▶ Source data

//! GitHub token resolution

use crate::auth::TokenSource;

/// Environment variable consulted when no explicit token is given
pub const TOKEN_ENV_VAR: &str = "GITHUB_TOKEN";

/// A token together with where it came from
#[derive(Debug, Clone, PartialEq, Eq)]
pub struct ResolvedToken {
    /// Authentication token (never empty)
    pub token: String,
    /// Where the token was obtained from
    pub source: TokenSource,
}

/// Resolve a GitHub token
///
/// Priority:
/// 1. `explicit`, when supplied (an empty string means "no token" and does
///    not fall through)
/// 2. `GITHUB_TOKEN`, read through `lookup`
///
/// Empty values never count as a token.
pub fn resolve_token<F>(explicit: Option<String>, lookup: F) -> Option<ResolvedToken>
where
    F: Fn(&str) -> Option<String>,
{
    if let Some(token) = explicit {
        return non_empty(token).map(|token| ResolvedToken {
            token,
            source: TokenSource::Explicit,
        });
    }

    lookup(TOKEN_ENV_VAR)
        .and_then(non_empty)
        .map(|token| ResolvedToken {
            token,
            source: TokenSource::EnvVar,
        })
}

fn non_empty(token: String) -> Option<String> {
    if token.is_empty() { None } else { Some(token) }
}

▶ Work instructions
Since only a number is wanted, report how many lines of the listing include the word "from".

▶ Solution to this task
2